Taking part in the debate on the Appropriation Bill and the Finance Bill in the Rajya Sabha, Chidambaram joked that “no one benefits from this income tax law except the experts- accountants and lawyers.
He cited section 10(23)(c) of the Income Tax Act which runs to eight pages and said that “the clause is amended by (a) a bill where the paragraph 23 (c) alone occupies nine pages”.
“There will come a day when a charity or a religious institution will say, ‘Let’s get out of the clutches of the Income Tax Act and pay the taxes.’ Today, most charities and trusts are crippled by these provisions and the changes repeated year after year,” the congressional leader said.

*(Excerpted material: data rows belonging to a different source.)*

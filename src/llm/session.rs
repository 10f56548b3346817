//! Multi-turn conversation with a hosted model.
//!
//! The model API is stateless, so the session owns the history and resends
//! it on every turn together with the registered tool definitions.

use std::sync::Arc;
use std::time::Instant;

use serde_json::Value;

use crate::error::LlmError;
use crate::llm::provider::{
    ChatMessage, LlmProvider, ToolCall, ToolCompletionRequest, ToolDefinition, ToolResult,
};
use crate::observability::{NoopObserver, Observer, ObserverEvent, ObserverMetric};

/// One model turn: optional text plus any requested tool calls.
#[derive(Debug, Clone, Default, PartialEq)]
pub struct Turn {
    pub text: Option<String>,
    pub tool_calls: Vec<ToolCall>,
}

impl Turn {
    pub fn has_tool_calls(&self) -> bool {
        !self.tool_calls.is_empty()
    }

    /// The turn's text, or an empty string.
    pub fn text(&self) -> &str {
        self.text.as_deref().unwrap_or_default()
    }
}

/// An ongoing conversation.
pub struct ConversationSession {
    provider: Arc<dyn LlmProvider>,
    tools: Vec<ToolDefinition>,
    history: Vec<ChatMessage>,
    observer: Arc<dyn Observer>,
}

impl ConversationSession {
    /// Start an empty conversation that offers `tools` to the model.
    pub fn new(provider: Arc<dyn LlmProvider>, tools: Vec<ToolDefinition>) -> Self {
        Self {
            provider,
            tools,
            history: Vec::new(),
            observer: Arc::new(NoopObserver),
        }
    }

    pub fn with_observer(mut self, observer: Arc<dyn Observer>) -> Self {
        self.observer = observer;
        self
    }

    /// Submit user text and get the model's next turn.
    pub async fn submit(&mut self, text: impl Into<String>) -> Result<Turn, LlmError> {
        self.advance(vec![ChatMessage::user(text)]).await
    }

    /// Answer a single tool call.
    pub async fn respond_to_tool(
        &mut self,
        call: &ToolCall,
        result: Value,
    ) -> Result<Turn, LlmError> {
        self.respond_to_tools(vec![ToolResult::for_call(call, result)])
            .await
    }

    /// Answer every tool call of the previous turn in one function-response turn.
    pub async fn respond_to_tools(&mut self, results: Vec<ToolResult>) -> Result<Turn, LlmError> {
        self.advance(results.into_iter().map(ChatMessage::from).collect())
            .await
    }

    /// Messages exchanged so far.
    pub fn history(&self) -> &[ChatMessage] {
        &self.history
    }

    /// Marker for [`rollback`](Self::rollback).
    pub fn checkpoint(&self) -> usize {
        self.history.len()
    }

    /// Drop every message recorded after `checkpoint`.
    pub fn rollback(&mut self, checkpoint: usize) {
        self.history.truncate(checkpoint);
    }

    /// Forget the whole conversation.
    pub fn reset(&mut self) {
        self.history.clear();
    }

    async fn advance(&mut self, messages: Vec<ChatMessage>) -> Result<Turn, LlmError> {
        let checkpoint = self.checkpoint();
        self.history.extend(messages);

        self.observer.record_event(&ObserverEvent::LlmRequest {
            provider: self.provider.name().to_string(),
            model: self.provider.model_name().to_string(),
            message_count: self.history.len(),
        });

        let request = ToolCompletionRequest::new(self.history.clone(), self.tools.clone());
        let started = Instant::now();
        // An empty model turn cannot be replayed to the provider later.
        let result = self.provider.complete_with_tools(request).await.and_then(|response| {
            let has_text = response.content.as_deref().is_some_and(|t| !t.is_empty());
            if has_text || !response.tool_calls.is_empty() {
                Ok(response)
            } else {
                Err(LlmError::InvalidResponse {
                    provider: self.provider.name().to_string(),
                    reason: format!(
                        "model returned an empty turn (finish reason: {:?})",
                        response.finish_reason
                    ),
                })
            }
        });

        self.observer.record_event(&ObserverEvent::LlmResponse {
            provider: self.provider.name().to_string(),
            model: self.provider.model_name().to_string(),
            duration: started.elapsed(),
            success: result.is_ok(),
            error_message: result.as_ref().err().map(|e| e.to_string()),
        });

        match result {
            Ok(response) => {
                self.observer.record_metric(&ObserverMetric::TokensUsed(
                    u64::from(response.input_tokens) + u64::from(response.output_tokens),
                ));
                self.history.push(ChatMessage::assistant_with_tool_calls(
                    response.content.clone().unwrap_or_default(),
                    response.tool_calls.clone(),
                ));
                Ok(Turn {
                    text: response.content,
                    tool_calls: response.tool_calls,
                })
            }
            Err(e) => {
                self.rollback(checkpoint);
                Err(e)
            }
        }
    }
}


#[cfg(test)]
mod tests {
    use serde_json::json;

    use super::testing::ScriptedProvider;
    use super::*;
    use crate::llm::provider::Role;

    #[tokio::test]
    async fn submit_records_user_and_model_turns() {
        let provider = Arc::new(ScriptedProvider::new().then_text("hello there"));
        let mut session = ConversationSession::new(provider.clone(), vec![]);

        let turn = session.submit("hi").await.unwrap();
        assert_eq!(turn.text(), "hello there");
        assert!(!turn.has_tool_calls());

        let roles: Vec<Role> = session.history().iter().map(|m| m.role).collect();
        assert_eq!(roles, vec![Role::User, Role::Assistant]);
    }

    #[tokio::test]
    async fn tool_response_is_sent_with_history() {
        let provider = Arc::new(
            ScriptedProvider::new()
                .then_tool_call("listSecrets", json!({}))
                .then_text("done"),
        );
        let mut session = ConversationSession::new(provider.clone(), vec![]);

        let turn = session.submit("list").await.unwrap();
        let call = turn.tool_calls[0].clone();
        let turn = session
            .respond_to_tool(&call, json!({"items": []}))
            .await
            .unwrap();
        assert_eq!(turn.text(), "done");

        let last = provider.last_request().unwrap();
        let tool_msg = last.messages.last().unwrap();
        assert_eq!(tool_msg.role, Role::Tool);
        assert_eq!(tool_msg.name.as_deref(), Some("listSecrets"));
        assert_eq!(last.messages.len(), 3);
    }

    #[tokio::test]
    async fn failed_turn_leaves_history_untouched() {
        let provider = Arc::new(
            ScriptedProvider::new()
                .then_text("first")
                .then_error("network down")
                .then_text("recovered"),
        );
        let mut session = ConversationSession::new(provider.clone(), vec![]);

        session.submit("one").await.unwrap();
        assert!(session.submit("two").await.is_err());
        assert_eq!(session.history().len(), 2);

        let turn = session.submit("three").await.unwrap();
        assert_eq!(turn.text(), "recovered");
        assert_eq!(session.history().len(), 4);
    }

    #[tokio::test]
    async fn empty_turn_is_rejected_and_not_recorded() {
        let provider = Arc::new(ScriptedProvider::new().then_empty().then_text("ok"));
        let mut session = ConversationSession::new(provider.clone(), vec![]);

        let err = session.submit("one").await.unwrap_err();
        assert!(err.to_string().contains("ContentFilter"));
        assert!(session.history().is_empty());

        session.submit("two").await.unwrap();
        assert_eq!(session.history().len(), 2);
    }

    #[tokio::test]
    async fn reset_clears_history() {
        let provider = Arc::new(ScriptedProvider::new().then_text("ok"));
        let mut session = ConversationSession::new(provider, vec![]);
        session.submit("x").await.unwrap();
        session.reset();
        assert!(session.history().is_empty());
    }
}
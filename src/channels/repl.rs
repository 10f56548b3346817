//! Line-based REPL over stdin/stdout.
//!
//! stdin is read on a dedicated thread that hands lines to the async side
//! over a channel and waits for the answer to be printed before showing the
//! next prompt, so one utterance is always finished before the next is read.

use std::io::{self, BufRead, Write};
use std::sync::mpsc as std_mpsc;

use tokio::sync::mpsc;

use crate::agent::Agent;
use crate::error::ChannelError;

const PROMPT: &str = "You: ";

/// Commands that end the session, compared case-insensitively.
const EXIT_COMMANDS: [&str; 3] = ["quit", "exit", "bye"];

/// What a single input line asks for.
#[derive(Debug, Clone, PartialEq, Eq)]
pub enum ReplInput {
    Skip,
    Exit,
    Message(String),
}

impl ReplInput {
    pub fn parse(line: &str) -> Self {
        let line = line.trim();
        if line.is_empty() {
            Self::Skip
        } else if is_exit_command(line) {
            Self::Exit
        } else {
            Self::Message(line.to_string())
        }
    }
}

/// Whether `line` is one of `quit`, `exit`, `bye` in any letter case.
pub fn is_exit_command(line: &str) -> bool {
    let line = line.trim();
    EXIT_COMMANDS.iter().any(|cmd| line.eq_ignore_ascii_case(cmd))
}

/// Simple REPL channel using stdin/stdout.
pub struct ReplChannel {
    /// Optional single message to send (for -m flag).
    single_message: Option<String>,
}

impl ReplChannel {
    /// Create a new interactive REPL channel.
    pub fn new() -> Self {
        Self {
            single_message: None,
        }
    }

    /// Create a REPL channel that sends a single message and exits.
    pub fn with_message(message: String) -> Self {
        Self {
            single_message: Some(message),
        }
    }

    /// Run until the user exits or stdin closes.
    pub async fn run(self, agent: &mut Agent) -> Result<(), ChannelError> {
        if let Some(msg) = self.single_message {
            let answer = agent.chat(&msg).await;
            println!("{answer}");
            return Ok(());
        }

        print_banner();

        let (mut lines, ready) = spawn_reader(io::BufReader::new(io::stdin()), true);
        while let Some(line) = lines.recv().await {
            eprintln!("\nProcessing your request...");
            let answer = agent.chat(&line).await;
            println!("\nAgent: {answer}\n");
            if ready.send(()).is_err() {
                break;
            }
        }

        Ok(())
    }
}

impl Default for ReplChannel {
    fn default() -> Self {
        Self::new()
    }
}

/// Start the input thread.
///
/// Returns the stream of messages and the acknowledgement sender the
/// consumer must signal after handling each message. The stream ends on
/// EOF, a read error, or an exit command.
fn spawn_reader<R>(mut input: R, interactive: bool) -> (mpsc::Receiver<String>, std_mpsc::Sender<()>)
where
    R: BufRead + Send + 'static,
{
    let (tx, rx) = mpsc::channel(1);
    let (ready_tx, ready_rx) = std_mpsc::channel::<()>();

    std::thread::spawn(move || {
        let mut stdout = io::stdout();
        loop {
            if interactive {
                print!("{PROMPT}");
                let _ = stdout.flush();
            }

            let mut line = String::new();
            match input.read_line(&mut line) {
                Ok(0) => break, // EOF
                Ok(_) => match ReplInput::parse(&line) {
                    ReplInput::Skip => continue,
                    ReplInput::Exit => {
                        if interactive {
                            println!("\nGoodbye!");
                        }
                        break;
                    }
                    ReplInput::Message(msg) => {
                        if tx.blocking_send(msg).is_err() {
                            break;
                        }
                        if ready_rx.recv().is_err() {
                            break;
                        }
                    }
                },
                Err(e) => {
                    tracing::warn!(error = %e, "Failed to read from stdin");
                    break;
                }
            }
        }
    });

    (rx, ready_tx)
}

fn print_banner() {
    let rule = "=".repeat(60);
    println!("{rule}");
    println!("  Akeyless AI Agent - Powered by Gemini");
    println!("{rule}");
    println!();
    println!("You can now ask questions about your secrets. Examples:");
    println!("  - 'List all my secrets'");
    println!("  - 'Get the secret secrets/MysecondSecret'");
    println!("  - 'How many secrets do I have?'");
    println!("  - 'Show me MyFirstSecret'");
    println!();
    println!("Type 'quit' or 'exit' to stop.");
    println!();
}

Union Finance Minister Nirmala Sitharaman is expected to respond to the budget debate on Tuesday.
Chidambaram also tried to find loopholes in the tax authorities’ “faceless assessment” system. Comparing with the previous system where an officer knew all the records of an assessee, the former minister said: “We don’t know who the assessment officer is. We don’t know if he has all the past records for the last 20 or 30 years. We don’t know what help he receives. How is this improvement? »
He added that reopening cases beyond three years and up to ten years is a regressive amendment and ” defeats the purpose for which you reduced the time limit to three years “.
Worried about the economic impact of the Russian invasion of Ukraine, he said: “Supply chains have been stifled. Shipping rates have increased astronomically. There is a shortage of chips. There is a shortage of containers. There is a credit crunch. World trade will be affected. In fact, the IMF estimated that each country’s GDP would decline by 0.5% to 2%.
“Given all these developments over the past eight weeks, are you (the finance minister) still confident that your nominal GDP will indeed grow by 11.2% (in 2022-23)… I wish no harm. I want growth of 11.2%. But I have serious reservations that under the new circumstances in the year starting April 1 it will actually increase by 11.2%,” he added.